▶ WHAT IS BEING ASKED
Read the data, and whenever a line holds the word "String", report that line.

[Stored data]
--*--

use serde::{Deserialize, Serialize};

/// What the UI shell receives after a fill pass.
///
/// Serializes to `{"filled": n, "total": m}` or `{"error": "..."}`.
#[derive(Debug, Clone, PartialEq, Eq, Serialize, Deserialize)]
#[serde(untagged)]
pub enum FillOutcome {
    Completed { filled: usize, total: usize },
    Failed { error: String },
}

impl FillOutcome {
    pub fn completed(filled: usize, total: usize) -> Self {
        FillOutcome::Completed { filled, total }
    }

    pub fn failed(error: impl Into<String>) -> Self {
        FillOutcome::Failed {
            error: error.into(),
        }
    }

    pub fn is_error(&self) -> bool {
        matches!(self, FillOutcome::Failed { .. })
    }
}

--*--

▶ REPLY
    Failed { error: String },
    pub fn failed(error: impl Into<String>) -> Self {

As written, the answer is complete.